### Records for processing
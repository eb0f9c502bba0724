use crate::{check::CheckError, page::SourceError};

/// Errors reported by [`Heap`](crate::Heap).
///
/// Only the exhaustion variants are recoverable: the heap is left untouched
/// and smaller requests may still succeed. Everything else means the caller
/// broke the allocation contract or the heap is corrupted, and the heap must
/// not be used any further.
#[derive(Debug, thiserror::Error)]
pub enum HeapError {
  #[error("request for {requested} bytes exceeds the largest supported allocation")]
  RequestTooLarge { requested: usize },
  #[error("out of memory while allocating {requested} bytes")]
  OutOfMemory {
    requested: usize,
    #[source]
    source: SourceError,
  },
  #[error("page source could not supply the initial heap")]
  Init(#[source] SourceError),
  #[error("{address:#x} was not returned by this heap")]
  InvalidPointer { address: usize },
  #[error("block at {address:#x} is not allocated (double free?)")]
  DoubleFree { address: usize },
  #[error("heap corrupted: {0}")]
  Corrupted(#[from] CheckError),
}

impl HeapError {
  /// Whether the heap is still usable after this error.
  pub const fn is_recoverable(&self) -> bool {
    matches!(self, Self::RequestTooLarge { .. } | Self::OutOfMemory { .. })
  }
}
######
Task directions => Among the lines of the data, identify those with the word "CheckError". Copy each of them.

Response below =>
use crate::{check::CheckError, page::SourceError};
  Corrupted(#[from] CheckError),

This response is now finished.